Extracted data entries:
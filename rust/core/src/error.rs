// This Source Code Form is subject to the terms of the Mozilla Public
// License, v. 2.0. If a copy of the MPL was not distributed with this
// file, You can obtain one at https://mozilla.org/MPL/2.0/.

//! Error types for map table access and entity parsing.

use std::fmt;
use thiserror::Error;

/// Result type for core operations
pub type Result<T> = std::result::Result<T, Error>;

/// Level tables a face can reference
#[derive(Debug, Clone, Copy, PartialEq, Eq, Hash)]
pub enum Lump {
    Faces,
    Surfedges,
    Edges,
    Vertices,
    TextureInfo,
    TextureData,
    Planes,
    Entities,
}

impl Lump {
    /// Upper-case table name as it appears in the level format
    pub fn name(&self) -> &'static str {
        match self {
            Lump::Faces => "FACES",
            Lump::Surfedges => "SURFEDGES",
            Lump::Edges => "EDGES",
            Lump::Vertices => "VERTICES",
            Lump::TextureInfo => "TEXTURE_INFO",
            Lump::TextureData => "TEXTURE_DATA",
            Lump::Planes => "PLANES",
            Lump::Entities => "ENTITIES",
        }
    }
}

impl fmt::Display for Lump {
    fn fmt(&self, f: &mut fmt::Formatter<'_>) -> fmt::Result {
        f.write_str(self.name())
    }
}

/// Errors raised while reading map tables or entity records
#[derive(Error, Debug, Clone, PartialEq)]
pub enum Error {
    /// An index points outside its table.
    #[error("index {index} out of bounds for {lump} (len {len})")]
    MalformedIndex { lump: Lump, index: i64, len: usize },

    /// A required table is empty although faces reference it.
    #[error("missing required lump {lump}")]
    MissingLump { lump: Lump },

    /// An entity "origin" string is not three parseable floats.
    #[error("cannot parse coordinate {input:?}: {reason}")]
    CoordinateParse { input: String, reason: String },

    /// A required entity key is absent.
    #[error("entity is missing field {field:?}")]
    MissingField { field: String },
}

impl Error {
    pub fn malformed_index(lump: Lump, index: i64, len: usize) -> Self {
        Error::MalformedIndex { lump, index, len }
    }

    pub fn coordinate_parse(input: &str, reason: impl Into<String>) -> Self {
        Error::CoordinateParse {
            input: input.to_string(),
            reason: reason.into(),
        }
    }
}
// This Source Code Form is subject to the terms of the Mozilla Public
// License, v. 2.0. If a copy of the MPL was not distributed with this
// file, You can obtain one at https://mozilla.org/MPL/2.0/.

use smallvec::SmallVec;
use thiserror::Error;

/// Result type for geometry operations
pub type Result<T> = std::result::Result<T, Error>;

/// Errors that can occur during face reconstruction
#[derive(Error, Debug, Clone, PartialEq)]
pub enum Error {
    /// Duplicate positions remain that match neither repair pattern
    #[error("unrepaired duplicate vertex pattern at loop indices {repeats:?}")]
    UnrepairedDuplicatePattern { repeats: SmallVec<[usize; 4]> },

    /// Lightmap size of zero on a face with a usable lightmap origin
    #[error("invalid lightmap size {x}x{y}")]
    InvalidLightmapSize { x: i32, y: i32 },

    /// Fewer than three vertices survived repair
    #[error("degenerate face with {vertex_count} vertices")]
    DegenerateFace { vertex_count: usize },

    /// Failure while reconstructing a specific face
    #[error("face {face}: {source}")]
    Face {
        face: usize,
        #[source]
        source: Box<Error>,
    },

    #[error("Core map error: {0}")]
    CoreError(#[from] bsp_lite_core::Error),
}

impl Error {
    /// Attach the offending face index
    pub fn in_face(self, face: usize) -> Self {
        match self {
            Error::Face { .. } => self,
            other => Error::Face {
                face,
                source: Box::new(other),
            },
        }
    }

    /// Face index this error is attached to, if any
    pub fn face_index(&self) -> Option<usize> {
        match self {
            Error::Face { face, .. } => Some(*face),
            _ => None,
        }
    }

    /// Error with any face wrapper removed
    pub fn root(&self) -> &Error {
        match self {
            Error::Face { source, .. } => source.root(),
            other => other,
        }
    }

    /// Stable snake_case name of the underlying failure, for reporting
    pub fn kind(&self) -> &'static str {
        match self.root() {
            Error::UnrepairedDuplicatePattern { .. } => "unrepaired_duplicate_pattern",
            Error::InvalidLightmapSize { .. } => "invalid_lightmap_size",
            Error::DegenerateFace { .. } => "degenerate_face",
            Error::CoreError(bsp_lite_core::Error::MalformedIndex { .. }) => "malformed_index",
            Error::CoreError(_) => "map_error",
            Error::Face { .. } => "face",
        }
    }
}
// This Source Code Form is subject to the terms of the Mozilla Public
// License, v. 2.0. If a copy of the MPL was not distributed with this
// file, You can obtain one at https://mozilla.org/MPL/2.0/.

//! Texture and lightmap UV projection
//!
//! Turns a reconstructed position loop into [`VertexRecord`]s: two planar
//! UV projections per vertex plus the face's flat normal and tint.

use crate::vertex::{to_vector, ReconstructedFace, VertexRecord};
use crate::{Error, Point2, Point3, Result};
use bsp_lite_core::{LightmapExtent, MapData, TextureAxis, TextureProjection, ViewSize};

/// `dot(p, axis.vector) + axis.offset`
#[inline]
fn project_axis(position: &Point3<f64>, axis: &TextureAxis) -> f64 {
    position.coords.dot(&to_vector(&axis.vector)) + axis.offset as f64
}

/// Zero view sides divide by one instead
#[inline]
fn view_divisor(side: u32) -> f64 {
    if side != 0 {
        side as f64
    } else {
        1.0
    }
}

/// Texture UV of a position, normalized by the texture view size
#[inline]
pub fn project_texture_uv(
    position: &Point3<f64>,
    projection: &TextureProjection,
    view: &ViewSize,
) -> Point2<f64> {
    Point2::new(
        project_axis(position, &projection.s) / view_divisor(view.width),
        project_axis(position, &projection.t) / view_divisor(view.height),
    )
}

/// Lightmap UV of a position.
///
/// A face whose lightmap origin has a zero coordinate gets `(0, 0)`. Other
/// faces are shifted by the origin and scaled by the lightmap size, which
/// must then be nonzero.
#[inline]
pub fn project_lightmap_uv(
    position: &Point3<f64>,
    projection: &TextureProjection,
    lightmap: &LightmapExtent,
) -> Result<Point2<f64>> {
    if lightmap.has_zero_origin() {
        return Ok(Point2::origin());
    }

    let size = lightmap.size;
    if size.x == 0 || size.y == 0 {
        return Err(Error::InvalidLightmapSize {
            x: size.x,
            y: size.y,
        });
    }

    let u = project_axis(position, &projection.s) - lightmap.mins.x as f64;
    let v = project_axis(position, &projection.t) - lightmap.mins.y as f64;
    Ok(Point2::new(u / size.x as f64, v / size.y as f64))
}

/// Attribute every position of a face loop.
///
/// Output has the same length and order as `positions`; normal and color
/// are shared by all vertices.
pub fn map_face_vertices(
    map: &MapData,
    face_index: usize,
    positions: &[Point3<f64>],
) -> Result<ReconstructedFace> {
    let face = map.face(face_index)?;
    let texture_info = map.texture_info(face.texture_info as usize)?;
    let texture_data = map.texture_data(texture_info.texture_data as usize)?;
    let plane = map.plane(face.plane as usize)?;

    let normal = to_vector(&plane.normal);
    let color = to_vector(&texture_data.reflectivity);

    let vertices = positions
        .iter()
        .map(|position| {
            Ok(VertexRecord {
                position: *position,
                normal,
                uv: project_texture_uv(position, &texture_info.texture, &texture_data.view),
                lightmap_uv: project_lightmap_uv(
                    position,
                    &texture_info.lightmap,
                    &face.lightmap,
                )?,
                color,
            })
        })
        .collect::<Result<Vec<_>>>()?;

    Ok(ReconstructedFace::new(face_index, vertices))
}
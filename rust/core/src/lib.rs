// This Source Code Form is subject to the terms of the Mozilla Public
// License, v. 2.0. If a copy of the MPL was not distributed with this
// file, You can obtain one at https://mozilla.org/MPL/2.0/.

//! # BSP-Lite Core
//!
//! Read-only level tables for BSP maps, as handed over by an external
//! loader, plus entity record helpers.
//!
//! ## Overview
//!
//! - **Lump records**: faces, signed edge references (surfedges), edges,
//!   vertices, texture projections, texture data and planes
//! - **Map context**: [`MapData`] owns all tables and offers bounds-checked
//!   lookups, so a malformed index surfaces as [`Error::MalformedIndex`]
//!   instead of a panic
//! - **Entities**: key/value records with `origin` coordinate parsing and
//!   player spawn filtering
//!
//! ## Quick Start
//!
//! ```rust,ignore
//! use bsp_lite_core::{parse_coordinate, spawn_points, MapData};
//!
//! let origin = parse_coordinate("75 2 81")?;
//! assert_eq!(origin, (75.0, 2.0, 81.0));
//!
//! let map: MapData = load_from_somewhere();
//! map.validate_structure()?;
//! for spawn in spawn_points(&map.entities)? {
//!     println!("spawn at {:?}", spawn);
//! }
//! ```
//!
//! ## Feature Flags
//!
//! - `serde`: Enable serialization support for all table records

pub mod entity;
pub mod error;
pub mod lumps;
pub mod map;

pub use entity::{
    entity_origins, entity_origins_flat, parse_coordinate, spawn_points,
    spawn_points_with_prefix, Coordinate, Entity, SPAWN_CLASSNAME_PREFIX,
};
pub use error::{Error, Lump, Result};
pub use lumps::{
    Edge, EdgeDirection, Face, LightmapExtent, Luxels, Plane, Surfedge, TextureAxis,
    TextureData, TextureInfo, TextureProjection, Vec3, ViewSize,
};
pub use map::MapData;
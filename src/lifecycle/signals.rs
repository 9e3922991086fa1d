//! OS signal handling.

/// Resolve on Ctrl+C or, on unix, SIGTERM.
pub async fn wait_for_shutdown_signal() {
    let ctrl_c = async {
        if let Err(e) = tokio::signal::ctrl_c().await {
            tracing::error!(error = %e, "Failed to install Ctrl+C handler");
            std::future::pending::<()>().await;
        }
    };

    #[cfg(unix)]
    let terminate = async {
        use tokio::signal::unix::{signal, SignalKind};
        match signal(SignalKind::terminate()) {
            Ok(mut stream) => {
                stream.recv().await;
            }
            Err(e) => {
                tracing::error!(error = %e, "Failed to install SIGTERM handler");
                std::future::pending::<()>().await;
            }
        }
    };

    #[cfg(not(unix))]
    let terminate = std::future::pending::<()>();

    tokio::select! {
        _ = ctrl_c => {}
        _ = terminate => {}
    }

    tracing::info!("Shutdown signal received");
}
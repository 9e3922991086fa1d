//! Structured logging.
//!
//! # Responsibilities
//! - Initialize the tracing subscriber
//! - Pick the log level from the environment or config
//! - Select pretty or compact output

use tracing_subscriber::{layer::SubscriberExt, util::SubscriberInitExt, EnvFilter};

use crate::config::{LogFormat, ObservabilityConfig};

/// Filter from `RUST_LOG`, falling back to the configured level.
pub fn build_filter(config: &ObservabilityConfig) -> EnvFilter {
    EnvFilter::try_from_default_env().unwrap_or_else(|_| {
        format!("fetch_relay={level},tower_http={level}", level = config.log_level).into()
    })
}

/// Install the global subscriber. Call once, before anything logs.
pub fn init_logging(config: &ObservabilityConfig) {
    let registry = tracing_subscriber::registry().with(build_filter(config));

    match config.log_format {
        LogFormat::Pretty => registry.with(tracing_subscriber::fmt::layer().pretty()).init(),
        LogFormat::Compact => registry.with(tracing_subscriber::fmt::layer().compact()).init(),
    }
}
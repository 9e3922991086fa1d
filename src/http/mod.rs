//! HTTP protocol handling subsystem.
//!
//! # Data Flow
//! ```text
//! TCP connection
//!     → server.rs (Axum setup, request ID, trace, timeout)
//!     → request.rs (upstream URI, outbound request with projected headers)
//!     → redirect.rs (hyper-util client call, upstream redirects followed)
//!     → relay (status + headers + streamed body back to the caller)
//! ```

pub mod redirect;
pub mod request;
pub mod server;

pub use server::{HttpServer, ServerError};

TASK TO COMPLETE
What you return must be an exact retyping of the lines above starting at the line with "environment or config" and ending at the line with "the configured level.", and nothing besides.

COMPLETED TASK
//! - Pick the log level from the environment or config
//! - Select pretty or compact output

use tracing_subscriber::{layer::SubscriberExt, util::SubscriberInitExt, EnvFilter};

use crate::config::{LogFormat, ObservabilityConfig};

/// Filter from `RUST_LOG`, falling back to the configured level.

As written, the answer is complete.